SUPPLIED RECORDS |
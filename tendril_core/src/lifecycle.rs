// Copyright 2026 the Tendril Authors
// SPDX-License-Identifier: Apache-2.0 OR MIT

//! Lifecycle monitor: reclaims registry entries of durably detached nodes.
//!
//! Observation of a provider starts in a deferred task queued by
//! [`Runtime::register`](crate::Runtime::register), once the subtree it was
//! built in has been linked into place. From then on the monitor reads every
//! [`MutationBatch`] the settle pass delivers:
//!
//! - A removed node that ends the batch **without** a parent is durably
//!   detached. Every provider on it, or anywhere in its subtree, is reclaimed
//!   exactly once and its reclaim hooks run.
//! - A removed node that ends the batch **with** a parent has moved. Its
//!   providers are kept and their watches follow it to the new parent.
//!
//! Nodes that never enter a structural change (built but never inserted,
//! or unlinked by writing to the arrays directly) are never reclaimed.
//!
//! Reclamation is decided from the batch alone. A provider deep inside a
//! detached subtree goes with it even though its own observed parent never
//! lost a child, and a provider detached before its watch task ran goes
//! too. Watches only record where each provider currently lives, for
//! [`LifecycleMonitor::observed_parent`] and the `watch` trace events.

use alloc::vec::Vec;

use crate::context::ProviderId;
use crate::node::{MutationBatch, NodeId};
use crate::runtime::Runtime;
use crate::trace::{BatchEvent, ReclaimEvent, WatchEvent};

#[derive(Clone, Copy, Debug)]
struct Watch {
    provider: ProviderId,
    node: NodeId,
    parent: NodeId,
}

/// Tracks which providers are under observation and where.
#[derive(Debug, Default)]
pub struct LifecycleMonitor {
    watches: Vec<Watch>,
}

impl LifecycleMonitor {
    /// Returns the number of providers under observation.
    #[must_use]
    pub fn watch_count(&self) -> usize {
        self.watches.len()
    }

    /// Returns whether `provider` is under observation.
    #[must_use]
    pub fn is_watching(&self, provider: ProviderId) -> bool {
        self.watches.iter().any(|w| w.provider == provider)
    }

    /// Returns the node whose child list is observed for `provider`.
    #[must_use]
    pub fn observed_parent(&self, provider: ProviderId) -> Option<NodeId> {
        self.watches
            .iter()
            .find(|w| w.provider == provider)
            .map(|w| w.parent)
    }

    fn forget(&mut self, provider: ProviderId) {
        self.watches.retain(|w| w.provider != provider);
    }
}

impl Runtime {
    /// Body of the deferred watch task queued by `register`.
    pub(crate) fn start_watch(&mut self, provider: ProviderId) {
        // Reclaimed (or destroyed) before the task ran.
        let Some(node) = self.registry.node(provider) else {
            return;
        };
        if !self.tree.is_alive(node) || self.monitor.is_watching(provider) {
            return;
        }
        let parent = self.tree.parent(node).unwrap_or(self.document);
        self.monitor.watches.push(Watch {
            provider,
            node,
            parent,
        });
        self.tracer().watch(&WatchEvent {
            provider,
            node,
            parent,
            moved: false,
        });
    }

    /// Applies one batch. Returns the number of reclaimed entries.
    pub(crate) fn deliver(&mut self, batch: &MutationBatch) -> usize {
        #[cfg(feature = "trace-rich")]
        self.tracer().mutations(&batch.records);

        let mut removed = 0;
        let mut detached = Vec::new();
        for node in batch.removed_nodes() {
            removed += 1;
            if self.tree.is_alive(node) && self.tree.parent(node).is_none() {
                detached.push(node);
            }
        }

        let mut reclaimed = 0;
        for &root in &detached {
            // An earlier root in this batch may have been destroyed with it.
            if self.tree.is_alive(root) {
                reclaimed += self.reclaim_subtree(root);
                if self.config.destroy_detached {
                    self.tree.destroy_subtree(root);
                }
            }
        }

        self.retarget_watches();

        self.tracer().batch(&BatchEvent {
            records: batch.records.len(),
            removed,
            detached: detached.len(),
            reclaimed,
        });
        reclaimed
    }

    /// Reclaims every provider in the subtree rooted at `root`.
    pub(crate) fn reclaim_subtree(&mut self, root: NodeId) -> usize {
        let mut providers: Vec<ProviderId> =
            self.tree.markers(root).iter().map(|m| m.provider).collect();
        for node in self.tree.descendants(root) {
            providers.extend(self.tree.markers(node).iter().map(|m| m.provider));
        }
        providers
            .into_iter()
            .filter(|&p| self.reclaim(p))
            .count()
    }

    /// Reclaims a single provider. Returns `false` if it was already gone.
    pub(crate) fn reclaim(&mut self, provider: ProviderId) -> bool {
        let Some(removed) = self.registry.remove(provider) else {
            return false;
        };
        self.tree.remove_marker(removed.node, provider);
        self.monitor.forget(provider);
        self.tracer().reclaim(&ReclaimEvent {
            provider,
            node: removed.node,
            kind: removed.kind,
            hooks: removed.hooks.len(),
        });
        for hook in removed.hooks {
            hook();
        }
        true
    }

    /// Points every watch at its node's current parent.
    fn retarget_watches(&mut self) {
        let mut moved = Vec::new();
        for watch in &mut self.monitor.watches {
            if !self.tree.is_alive(watch.node) {
                continue;
            }
            let Some(parent) = self.tree.parent(watch.node) else {
                continue;
            };
            if parent != watch.parent {
                watch.parent = parent;
                moved.push(*watch);
            }
        }
        for watch in moved {
            self.tracer().watch(&WatchEvent {
                provider: watch.provider,
                node: watch.node,
                parent: watch.parent,
                moved: true,
            });
        }
    }
}

#[cfg(test)]
mod tests {
    use alloc::boxed::Box;
    use alloc::rc::Rc;
    use core::cell::Cell;

    use crate::{Runtime, RuntimeConfig};

    fn counter() -> (Rc<Cell<u32>>, Box<dyn FnOnce()>) {
        let count = Rc::new(Cell::new(0));
        let c = Rc::clone(&count);
        (count, Box::new(move || c.set(c.get() + 1)))
    }

    #[test]
    fn watch_starts_after_settle_on_eventual_parent() {
        let mut rt = Runtime::new();
        let kind = rt.create_kind::<u32>(None);
        let item = rt.element("li", []);
        let p = rt.register(item, kind, Some(1)).unwrap();
        // Still detached while the surrounding subtree is being built.
        let list = rt.element("ul", [item]);
        rt.mount([list]);
        assert!(!rt.monitor().is_watching(p));

        rt.settle();
        assert!(rt.monitor().is_watching(p));
        assert_eq!(rt.monitor().observed_parent(p), Some(list));
    }

    #[test]
    fn move_within_one_batch_is_not_a_delete() {
        let mut rt = Runtime::new();
        let kind = rt.create_kind::<u32>(None);
        let item = rt.element("li", []);
        let first = rt.element("ul", [item]);
        let second = rt.element("ul", []);
        rt.mount([first, second]);
        let p = rt.register(item, kind, Some(1)).unwrap();
        let (fired, hook) = counter();
        rt.on_reclaim(p, hook);
        rt.settle();

        // Detach and reattach before the next delivery.
        rt.remove(item);
        rt.append(second, item);
        let report = rt.settle();

        assert_eq!(report.reclaimed, 0);
        assert_eq!(fired.get(), 0);
        assert!(rt.registry().is_live(p));
        assert_eq!(rt.monitor().observed_parent(p), Some(second));
    }

    #[test]
    fn reordering_children_keeps_every_entry() {
        let mut rt = Runtime::new();
        let kind = rt.create_kind::<u32>(None);
        let a = rt.element("li", []);
        let b = rt.element("li", []);
        let c = rt.element("li", []);
        let list = rt.element("ul", [a, b, c]);
        rt.mount([list]);
        for (n, v) in [(a, 0), (b, 1), (c, 2)] {
            rt.register(n, kind, Some(v)).unwrap();
        }
        rt.settle();

        rt.replace_children(list, &[c, a, b]);
        let report = rt.settle();
        assert_eq!(report.reclaimed, 0);
        assert_eq!(rt.registry().count_of(kind.id()), 3);
    }

    #[test]
    fn durable_detach_reclaims_exactly_once() {
        let mut rt = Runtime::new();
        let kind = rt.create_kind::<u32>(None);
        let inner = rt.element("span", []);
        let item = rt.element("li", [inner]);
        let list = rt.element("ul", [item]);
        rt.mount([list]);
        let p_item = rt.register(item, kind, Some(1)).unwrap();
        let p_inner = rt.register(inner, kind, Some(2)).unwrap();
        let (fired, hook) = counter();
        rt.on_reclaim(p_item, hook);
        rt.settle();

        rt.remove(item);
        let report = rt.settle();
        assert_eq!(report.reclaimed, 2, "the subtree's providers go too");
        assert_eq!(fired.get(), 1);
        assert!(!rt.registry().is_live(p_item));
        assert!(!rt.registry().is_live(p_inner));
        assert!(!rt.tree().is_alive(item), "detached subtree is destroyed");
        assert_eq!(rt.monitor().watch_count(), 0);

        let again = rt.settle();
        assert_eq!(again.reclaimed, 0);
        assert_eq!(fired.get(), 1);
    }

    #[test]
    fn detach_before_watch_still_reclaims() {
        let mut rt = Runtime::new();
        let kind = rt.create_kind::<u32>(None);
        let item = rt.element("li", []);
        let list = rt.element("ul", [item]);
        rt.mount([list]);
        let p = rt.register(item, kind, Some(1)).unwrap();
        rt.remove(item);

        let report = rt.settle();
        assert_eq!(report.reclaimed, 1);
        assert!(!rt.registry().is_live(p));
        assert!(!rt.monitor().is_watching(p), "observation ends with the reclaim");
    }

    #[test]
    fn watches_do_not_gate_reclamation() {
        let mut rt = Runtime::new();
        let kind = rt.create_kind::<u32>(None);
        let inner = rt.element("span", []);
        let item = rt.element("li", [inner]);
        let list = rt.element("ul", [item]);
        rt.mount([list]);
        let p = rt.register(inner, kind, Some(1)).unwrap();
        rt.settle();
        assert_eq!(rt.monitor().observed_parent(p), Some(item));

        // Only the document loses a child; `item` keeps `inner`.
        rt.remove(list);
        let report = rt.settle();
        assert_eq!(report.reclaimed, 1);
        assert!(!rt.registry().is_live(p));
        assert_eq!(rt.monitor().observed_parent(p), None);
    }

    #[test]
    fn never_inserted_nodes_are_not_reclaimed() {
        let mut rt = Runtime::new();
        let kind = rt.create_kind::<u32>(None);
        let orphan = rt.element("div", []);
        let p = rt.register(orphan, kind, Some(1)).unwrap();
        let report = rt.settle();
        assert_eq!(report.reclaimed, 0);
        assert!(rt.registry().is_live(p));
    }

    #[test]
    fn retained_detached_nodes_lose_only_their_markers() {
        let mut rt = Runtime::with_config(RuntimeConfig::retain_detached());
        let kind = rt.create_kind::<u32>(None);
        let item = rt.element("li", []);
        let list = rt.element("ul", [item]);
        rt.mount([list]);
        rt.register(item, kind, Some(1)).unwrap();
        rt.settle();

        rt.remove(item);
        rt.settle();
        assert!(rt.tree().is_alive(item));
        assert!(rt.tree().markers(item).is_empty());
    }

    #[test]
    fn explicit_destroy_reclaims_first() {
        let mut rt = Runtime::new();
        let kind = rt.create_kind::<u32>(None);
        let item = rt.element("li", []);
        let list = rt.element("ul", [item]);
        rt.mount([list]);
        let p = rt.register(item, kind, Some(1)).unwrap();
        let (fired, hook) = counter();
        rt.on_reclaim(p, hook);
        rt.settle();

        assert_eq!(rt.destroy(item), 1);
        assert_eq!(fired.get(), 1);
        assert!(!rt.tree().is_alive(item));
        assert_eq!(rt.tree().child_count(list), 0);
        let report = rt.settle();
        assert_eq!(report.reclaimed, 0, "the stale removal record is ignored");
    }
}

WHAT YOU WILL DO |
What you should output is every line of the records above, from the first through the line containing "deferred task queued by", unchanged.

WRITTEN SOLUTION |
filename tendril_core/src/lifecycle.rs
// Copyright 2026 the Tendril Authors
// SPDX-License-Identifier: Apache-2.0 OR MIT

//! Lifecycle monitor: reclaims registry entries of durably detached nodes.
//!
//! Observation of a provider starts in a deferred task queued by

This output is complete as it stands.